___ RECORDS FOR THIS EXERCISE

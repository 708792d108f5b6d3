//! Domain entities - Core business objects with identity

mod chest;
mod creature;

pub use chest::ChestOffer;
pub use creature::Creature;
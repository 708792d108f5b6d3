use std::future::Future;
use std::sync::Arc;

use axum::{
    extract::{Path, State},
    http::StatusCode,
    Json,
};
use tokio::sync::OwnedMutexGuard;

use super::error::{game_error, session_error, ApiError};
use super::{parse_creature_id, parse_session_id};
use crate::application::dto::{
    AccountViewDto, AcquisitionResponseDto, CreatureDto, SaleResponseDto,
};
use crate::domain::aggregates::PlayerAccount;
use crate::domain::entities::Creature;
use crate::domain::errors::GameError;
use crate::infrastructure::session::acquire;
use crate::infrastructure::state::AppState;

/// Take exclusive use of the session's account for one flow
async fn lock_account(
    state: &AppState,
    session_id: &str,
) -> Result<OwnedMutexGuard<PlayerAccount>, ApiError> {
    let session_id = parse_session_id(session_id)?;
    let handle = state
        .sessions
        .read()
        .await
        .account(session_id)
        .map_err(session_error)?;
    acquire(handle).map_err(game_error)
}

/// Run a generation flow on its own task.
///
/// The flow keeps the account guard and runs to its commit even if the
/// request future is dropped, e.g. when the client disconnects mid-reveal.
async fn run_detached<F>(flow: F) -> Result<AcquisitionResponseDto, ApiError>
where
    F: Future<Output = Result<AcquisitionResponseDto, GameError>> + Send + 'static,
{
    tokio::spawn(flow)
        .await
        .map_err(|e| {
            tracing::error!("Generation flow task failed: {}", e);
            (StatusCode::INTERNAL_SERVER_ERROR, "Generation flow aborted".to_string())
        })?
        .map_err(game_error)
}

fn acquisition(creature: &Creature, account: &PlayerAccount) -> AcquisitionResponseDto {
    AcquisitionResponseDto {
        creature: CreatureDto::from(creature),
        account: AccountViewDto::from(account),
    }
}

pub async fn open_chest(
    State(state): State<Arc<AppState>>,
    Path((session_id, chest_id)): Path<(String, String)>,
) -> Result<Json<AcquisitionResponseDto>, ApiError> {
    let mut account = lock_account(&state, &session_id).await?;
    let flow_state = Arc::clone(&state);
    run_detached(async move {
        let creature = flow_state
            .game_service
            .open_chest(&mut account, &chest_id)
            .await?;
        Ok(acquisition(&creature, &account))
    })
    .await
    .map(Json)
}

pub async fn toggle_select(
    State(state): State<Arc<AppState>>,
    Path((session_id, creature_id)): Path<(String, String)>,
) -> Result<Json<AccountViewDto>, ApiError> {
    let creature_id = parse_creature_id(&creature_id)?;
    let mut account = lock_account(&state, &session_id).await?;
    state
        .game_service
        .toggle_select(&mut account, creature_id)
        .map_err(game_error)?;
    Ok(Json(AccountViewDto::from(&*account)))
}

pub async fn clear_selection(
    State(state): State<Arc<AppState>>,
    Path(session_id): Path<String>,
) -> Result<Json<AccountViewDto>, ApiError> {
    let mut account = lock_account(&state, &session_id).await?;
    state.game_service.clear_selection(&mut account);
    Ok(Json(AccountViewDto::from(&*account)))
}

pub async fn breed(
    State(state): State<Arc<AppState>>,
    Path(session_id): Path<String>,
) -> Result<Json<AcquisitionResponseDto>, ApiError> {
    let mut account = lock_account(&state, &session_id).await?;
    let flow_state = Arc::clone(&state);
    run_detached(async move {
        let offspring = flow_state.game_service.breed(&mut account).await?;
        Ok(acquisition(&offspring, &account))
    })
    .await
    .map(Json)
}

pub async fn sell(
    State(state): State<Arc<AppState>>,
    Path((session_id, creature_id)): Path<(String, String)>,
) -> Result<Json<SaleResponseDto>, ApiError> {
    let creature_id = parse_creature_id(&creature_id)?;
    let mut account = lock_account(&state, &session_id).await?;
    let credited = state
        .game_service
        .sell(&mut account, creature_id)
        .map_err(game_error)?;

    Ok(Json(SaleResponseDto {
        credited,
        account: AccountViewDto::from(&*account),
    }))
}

______

* YOUR GOAL *
The data above must be restated word for word.

* COMPLETED EXERCISE *
repository 708792d108f5b6d3
//! Domain entities - Core business objects with identity

mod chest;
mod creature;

pub use chest::ChestOffer;
pub use creature::Creature;
repository 708792d108f5b6d3
use std::future::Future;
use std::sync::Arc;

use axum::{
    extract::{Path, State},
    http::StatusCode,
    Json,
};
use tokio::sync::OwnedMutexGuard;

use super::error::{game_error, session_error, ApiError};
use super::{parse_creature_id, parse_session_id};
use crate::application::dto::{
    AccountViewDto, AcquisitionResponseDto, CreatureDto, SaleResponseDto,
};
use crate::domain::aggregates::PlayerAccount;
use crate::domain::entities::Creature;
use crate::domain::errors::GameError;
use crate::infrastructure::session::acquire;
use crate::infrastructure::state::AppState;

/// Take exclusive use of the session's account for one flow
async fn lock_account(
    state: &AppState,
    session_id: &str,
) -> Result<OwnedMutexGuard<PlayerAccount>, ApiError> {
    let session_id = parse_session_id(session_id)?;
    let handle = state
        .sessions
        .read()
        .await
        .account(session_id)
        .map_err(session_error)?;
    acquire(handle).map_err(game_error)
}

/// Run a generation flow on its own task.
///
/// The flow keeps the account guard and runs to its commit even if the
/// request future is dropped, e.g. when the client disconnects mid-reveal.
async fn run_detached<F>(flow: F) -> Result<AcquisitionResponseDto, ApiError>
where
    F: Future<Output = Result<AcquisitionResponseDto, GameError>> + Send + 'static,
{
    tokio::spawn(flow)
        .await
        .map_err(|e| {
            tracing::error!("Generation flow task failed: {}", e);
            (StatusCode::INTERNAL_SERVER_ERROR, "Generation flow aborted".to_string())
        })?
        .map_err(game_error)
}

fn acquisition(creature: &Creature, account: &PlayerAccount) -> AcquisitionResponseDto {
    AcquisitionResponseDto {
        creature: CreatureDto::from(creature),
        account: AccountViewDto::from(account),
    }
}

pub async fn open_chest(
    State(state): State<Arc<AppState>>,
    Path((session_id, chest_id)): Path<(String, String)>,
) -> Result<Json<AcquisitionResponseDto>, ApiError> {
    let mut account = lock_account(&state, &session_id).await?;
    let flow_state = Arc::clone(&state);
    run_detached(async move {
        let creature = flow_state
            .game_service
            .open_chest(&mut account, &chest_id)
            .await?;
        Ok(acquisition(&creature, &account))
    })
    .await
    .map(Json)
}

pub async fn toggle_select(
    State(state): State<Arc<AppState>>,
    Path((session_id, creature_id)): Path<(String, String)>,
) -> Result<Json<AccountViewDto>, ApiError> {
    let creature_id = parse_creature_id(&creature_id)?;
    let mut account = lock_account(&state, &session_id).await?;
    state
        .game_service
        .toggle_select(&mut account, creature_id)
        .map_err(game_error)?;
    Ok(Json(AccountViewDto::from(&*account)))
}

pub async fn clear_selection(
    State(state): State<Arc<AppState>>,
    Path(session_id): Path<String>,
) -> Result<Json<AccountViewDto>, ApiError> {
    let mut account = lock_account(&state, &session_id).await?;
    state.game_service.clear_selection(&mut account);
    Ok(Json(AccountViewDto::from(&*account)))
}

pub async fn breed(
    State(state): State<Arc<AppState>>,
    Path(session_id): Path<String>,
) -> Result<Json<AcquisitionResponseDto>, ApiError> {
    let mut account = lock_account(&state, &session_id).await?;
    let flow_state = Arc::clone(&state);
    run_detached(async move {
        let offspring = flow_state.game_service.breed(&mut account).await?;
        Ok(acquisition(&offspring, &account))
    })
    .await
    .map(Json)
}

pub async fn sell(
    State(state): State<Arc<AppState>>,
    Path((session_id, creature_id)): Path<(String, String)>,
) -> Result<Json<SaleResponseDto>, ApiError> {
    let creature_id = parse_creature_id(&creature_id)?;
    let mut account = lock_account(&state, &session_id).await?;
    let credited = state
        .game_service
        .sell(&mut account, creature_id)
        .map_err(game_error)?;

    Ok(Json(SaleResponseDto {
        credited,
        account: AccountViewDto::from(&*account),
    }))
}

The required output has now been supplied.